After a long debate and a long break in the House floor session Monday, House Speaker Bryce Edgmon, I-Dillingham, moved further consideration of House Concurrent Resolution 17 until Tuesday.
HCR 17 would waive certain provisions in the Uniform Rules of the Alaska State Legislature that say announcements of standing or special committee meetings must be posted five days in advance of the meeting.
Under suspended rules, committee chairs would need to give only 24 hours notice.
Supporters of the resolution argued the move was needed to make the Legislature more nimble in response to the growing crisis stemming from the COVID-19 pandemic.
“We can do our business in a timely manner if this Legislature has to take more restrictive action, said Rep. Chuck Kopp, R-Anchorage, arguing in favor of the resolution.

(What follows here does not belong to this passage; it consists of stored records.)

use std::collections::{HashMap, VecDeque};
use std::sync::Arc;

use tidepool_core::blockchain::block::{Block, PRE_HASH_LEN};
use tidepool_core::blockchain::consensus::{self, Target};

/// Job ids are positive 31-bit integers; the counter wraps to 0 after this.
pub const MAX_JOB_ID: u32 = 0x7FFF_FFFF;

/// One candidate as handed to miners.
#[derive(Debug, Clone)]
pub struct Job {
    pub id: u32,
    pub block: Arc<Block>,
    pub pre_hash: [u8; PRE_HASH_LEN],
    /// Pool (share) target, easier than the block's own target.
    pub target: Target,
    pub miner_reward: u64,
    pub solved: bool,
}

impl Job {
    pub fn pre_hash_hex(&self) -> String {
        hex::encode(self.pre_hash)
    }

    pub fn target_hex(&self) -> String {
        consensus::target_hex_prefix(&self.target)
    }

    pub fn block_target(&self) -> Target {
        consensus::target_from_difficulty(self.block.header.difficulty)
    }
}

/// Bounded window of the most recently created jobs.
///
/// Eviction follows creation order, so a wrapped id counter never
/// evicts a newer job in favour of an older one.
pub struct JobRegistry {
    jobs: HashMap<u32, Job>,
    order: VecDeque<u32>,
    last_id: u32,
    window: usize,
}

impl JobRegistry {
    pub fn new(window: usize) -> Self {
        Self {
            jobs: HashMap::new(),
            order: VecDeque::new(),
            last_id: 0,
            window: window.max(1),
        }
    }

    fn next_id(&mut self) -> u32 {
        self.last_id = if self.last_id >= MAX_JOB_ID { 0 } else { self.last_id + 1 };
        self.last_id
    }

    pub fn create(
        &mut self,
        block: Block,
        pre_hash: [u8; PRE_HASH_LEN],
        target: Target,
        miner_reward: u64,
    ) -> Job {
        let id = self.next_id();
        let job = Job {
            id,
            block: Arc::new(block),
            pre_hash,
            target,
            miner_reward,
            solved: false,
        };

        self.order.retain(|j| *j != id);
        self.order.push_back(id);
        self.jobs.insert(id, job.clone());
        while self.order.len() > self.window {
            if let Some(oldest) = self.order.pop_front() {
                self.jobs.remove(&oldest);
            }
        }
        job
    }

    pub fn get(&self, id: u32) -> Option<&Job> {
        self.jobs.get(&id)
    }

    pub fn get_mut(&mut self, id: u32) -> Option<&mut Job> {
        self.jobs.get_mut(&id)
    }

    /// The most recently created job, if it is still open.
    pub fn current_open(&self) -> Option<&Job> {
        let id = self.order.back()?;
        self.jobs.get(id).filter(|j| !j.solved)
    }

    pub fn solve_all(&mut self) {
        for job in self.jobs.values_mut() {
            job.solved = true;
        }
    }

    pub fn last_id(&self) -> u32 {
        self.last_id
    }

    pub fn len(&self) -> usize {
        self.jobs.len()
    }

    pub fn is_empty(&self) -> bool {
        self.jobs.is_empty()
    }

    #[cfg(test)]
    pub(crate) fn with_last_id(window: usize, last_id: u32) -> Self {
        let mut reg = Self::new(window);
        reg.last_id = last_id;
        reg
    }
}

But members of the Republican Minority Caucus opposed the resolution, saying it cut the public out of the discussion process and rushed what was meant to be a thoughtful drawn-out decision.
The resolution, “falls woefully short of a responsible action” in response to the crisis said Rep. David Eastman, R-Wasilla.
“This will delay our ever getting out of Juneau, and I will oppose it,” Eastman said.
Rep. Sarah Vance, R-Homer, said many people were already acting out of fear and that cutting people off from the discussions happening on their behalf would only exacerbate those fears.
“This is a dangerous place to be in the eyes of the public,” Vance said. “We need to be sure that Alaskans are walking alongside us in this.”
Committee meetings would still be available to the public via state access programs live Gavel Alaska and the Alaska State Legislature website.
In the midst of the debate, Edgmon called an at ease and then quietly announced a lunch break. It was minority leader Lance Pruitt, R-Anchorage, who relayed the announcement to the rest of the body.
Shortly after the break was announced, Edgmon and several other majority caucus members held a press conference with reporters to make the case for the resolution.
“We have to prepare ourselves to react in a matter of days,” Edgmon says. “Things are happening outside the Capitol that dictate the Legislature update its pace.”
Edgmon, joined by Reps. Jonathan Kreiss-Tompkins, D-Sitka; Ivy Spohnholz, D-Anchorage; and Chuck Kopp, R-Anchorage; said the economic fallout resulting from the pandemic would be dire for Alaska. There were things such as providing special access to unemployment insurance that could help soften the blow of a coming economic disaster.
“This is not just an impending health disaster,” Spohnholz said, “this is an economic disaster. This is a disaster that is coming down at us on so many levels.”
Several of Alaska’s key industries — tourism, fishing and oil — were already being affected by the crisis. Workers living paycheck-to-paycheck would need assistance if they were forced to stay at home due to some health mandate, representatives said.
“The stakes are great, but we have tools,” Kreiss-Tompkins said, citing things like emergency access to unemployment insurance and other programs for needy families. On the floor of the House Kreiss-Tompkins said he believed that if the Legislature didn’t vote to pass this resolution Monday, circumstances would force it to in the near future.
Under the uniform rules, the House needs two-thirds of the Legislature, or 27 votes, to suspend rules. The Senate, which would also have to pass the resolution after the House for the resolution to take effect, would need 14.
Rep. Ben Carpenter, R-Nikiski, who rose in opposition to the bill on the floor, said he found it “frustrating” that members of the House Majority decided to hold a press conference instead of continuing debate.
The break in the session could have been used to have a conversation with the minority, Carpenter said, but instead was used to hold a press conference meant to put pressure on the minority.
Carpenter declined to comment further on his opposition to the resolution, saying that conversation would take place on the floor of the House.